Die Kosten für die städtische Hausratversicherung steigen im Verhältnis zum Einkommen
Laut Zillow gehören die Versicherungsprämien in Ballungsräumen zu den Kosten, die für Hausbesitzer am schnellsten steigen.
- Hausbesitzer in Miami müssen sich nun mit durchschnittlichen jährlichen Versicherungskosten von 4.607 US-Dollar begnügen, was einem Anstieg von 72 Prozent innerhalb von fünf Jahren entspricht.
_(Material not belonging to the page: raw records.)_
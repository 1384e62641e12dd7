//! `info` command implementation.

use anyhow::{Context, Result};
use contracts::TrackerBlueprint;
use serde::Serialize;
use tracing::info;
use trackloop_cli::Outcome;

use super::load_blueprint;
use crate::cli::InfoArgs;

/// Configuration info for JSON output
#[derive(Serialize)]
struct ConfigInfo {
    version: String,
    region: RegionInfo,
    transport: TransportInfo,
    control: ControlInfo,
    #[serde(skip_serializing_if = "Vec::is_empty")]
    profiles: Vec<ProfileInfo>,
    perception: PerceptionInfo,
}

#[derive(Serialize)]
struct RegionInfo {
    path: String,
    max_roi: u16,
    max_payload: usize,
    mapping_size: usize,
}

#[derive(Serialize)]
struct TransportInfo {
    kind: String,
    endpoint: String,
    error_log_interval_ms: u64,
}

#[derive(Serialize)]
struct ControlInfo {
    requested_profile: String,
    #[serde(skip_serializing_if = "Option::is_none")]
    active_profile: Option<String>,
    distance_gain: f64,
    prediction_factor: f64,
}

#[derive(Serialize)]
struct ProfileInfo {
    key: String,
    label: String,
    filter_enabled: bool,
    base_gain: f64,
    gain_cap: f64,
    target_offset: f64,
}

#[derive(Serialize)]
struct PerceptionInfo {
    primary_class: u32,
    secondary_class: u32,
    confidence: f32,
    max_detections: usize,
    asset: String,
    #[serde(skip_serializing_if = "Option::is_none")]
    fallback_asset: Option<String>,
}

/// Execute the `info` command
pub fn run_info(args: &InfoArgs) -> Result<Outcome> {
    info!("Loading configuration info");

    let blueprint = load_blueprint(args.config.as_deref()).context("Failed to load config")?;
    let info = build_config_info(&blueprint, args);

    if args.json {
        let json =
            serde_json::to_string_pretty(&info).context("Failed to serialize config info")?;
        println!("{}", json);
    } else {
        print_config_info(&info);
    }

    Ok(Outcome::Completed)
}

fn build_config_info(blueprint: &TrackerBlueprint, args: &InfoArgs) -> ConfigInfo {
    let control = &blueprint.control;

    let profiles = if args.profiles {
        control
            .profiles
            .iter()
            .map(|(key, p)| ProfileInfo {
                key: key.clone(),
                label: p.label.clone(),
                filter_enabled: p.filter_enabled,
                base_gain: p.base_gain,
                gain_cap: p.gain_cap,
                target_offset: p.target_offset,
            })
            .collect()
    } else {
        Vec::new()
    };

    ConfigInfo {
        version: format!("{:?}", blueprint.version),
        region: RegionInfo {
            path: blueprint.region.path.display().to_string(),
            max_roi: blueprint.region.max_roi,
            max_payload: blueprint.region.max_payload(),
            mapping_size: blueprint.region.mapping_size(),
        },
        transport: TransportInfo {
            kind: format!("{:?}", blueprint.transport.kind),
            endpoint: blueprint.transport.endpoint(),
            error_log_interval_ms: blueprint.transport.error_log_interval_ms,
        },
        control: ControlInfo {
            requested_profile: control.profile.clone(),
            active_profile: control
                .resolve_profile()
                .map(|(key, p, _)| format!("{key} ({})", p.label)),
            distance_gain: control.distance_gain,
            prediction_factor: control.prediction_factor,
        },
        profiles,
        perception: PerceptionInfo {
            primary_class: blueprint.perception.primary_class,
            secondary_class: blueprint.perception.secondary_class,
            confidence: blueprint.perception.confidence,
            max_detections: blueprint.perception.max_detections,
            asset: blueprint.perception.asset.display().to_string(),
            fallback_asset: blueprint
                .perception
                .fallback_asset
                .as_ref()
                .map(|p| p.display().to_string()),
        },
    }
}

fn print_config_info(info: &ConfigInfo) {
    println!("=== trackloop configuration ({}) ===\n", info.version);

    println!("Region");
    println!("   |- Path: {}", info.region.path);
    println!("   |- Max ROI: {}", info.region.max_roi);
    println!("   `- Mapping: {} bytes", info.region.mapping_size);

    println!("\nTransport");
    println!("   |- Kind: {}", info.transport.kind);
    println!("   `- Target: {}", info.transport.endpoint);

    println!("\nControl");
    println!("   |- Profile: {}", info.control.requested_profile);
    if let Some(ref active) = info.control.active_profile {
        println!("   |- Active: {}", active);
    }
    println!("   |- Distance gain: {}", info.control.distance_gain);
    println!("   `- Prediction factor: {}", info.control.prediction_factor);

    if !info.profiles.is_empty() {
        println!("\nProfiles ({})", info.profiles.len());
        for (i, p) in info.profiles.iter().enumerate() {
            let prefix = if i == info.profiles.len() - 1 { "`-" } else { "|-" };
            println!(
                "   {} {} {:<10} filter={:<5} base={} cap={} offset={}",
                prefix,
                p.key,
                p.label,
                p.filter_enabled,
                p.base_gain,
                p.gain_cap,
                p.target_offset
            );
        }
    }

    println!("\nPerception");
    println!(
        "   |- Classes: primary {} / secondary {}",
        info.perception.primary_class, info.perception.secondary_class
    );
    println!(
        "   |- conf >= {}, max {} detections",
        info.perception.confidence, info.perception.max_detections
    );
    match info.perception.fallback_asset {
        Some(ref fallback) => {
            println!("   |- Asset: {}", info.perception.asset);
            println!("   `- Fallback: {}", fallback);
        }
        None => println!("   `- Asset: {}", info.perception.asset),
    }

    println!();
}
- Jacksonville, Florida, verzeichnete den gleichen Prämienanstieg von 72 Prozent, während Tampa einen Anstieg von 69 Prozent verzeichnete.
- Haushalte in Orlando mussten im gleichen Zeitraum einen Anstieg der Versicherungskosten um 68 Prozent verkraften.
- Außerhalb von Florida stiegen die Prämien in New Orleans um 79 Prozent, was den starken Druck auf die Erschwinglichkeit verdeutlicht.
- Sacramento, Kalifornien, verzeichnete einen Anstieg von 59 Prozent, Atlanta stieg um 58 Prozent und Riverside, Kalifornien, stieg um 56 Prozent.
„Diese Steigerungen übertrafen das Einkommenswachstum bei weitem und stellen sowohl Erstkäufer als auch langjährige Eigentümer vor neue Herausforderungen“, schrieb Zillow.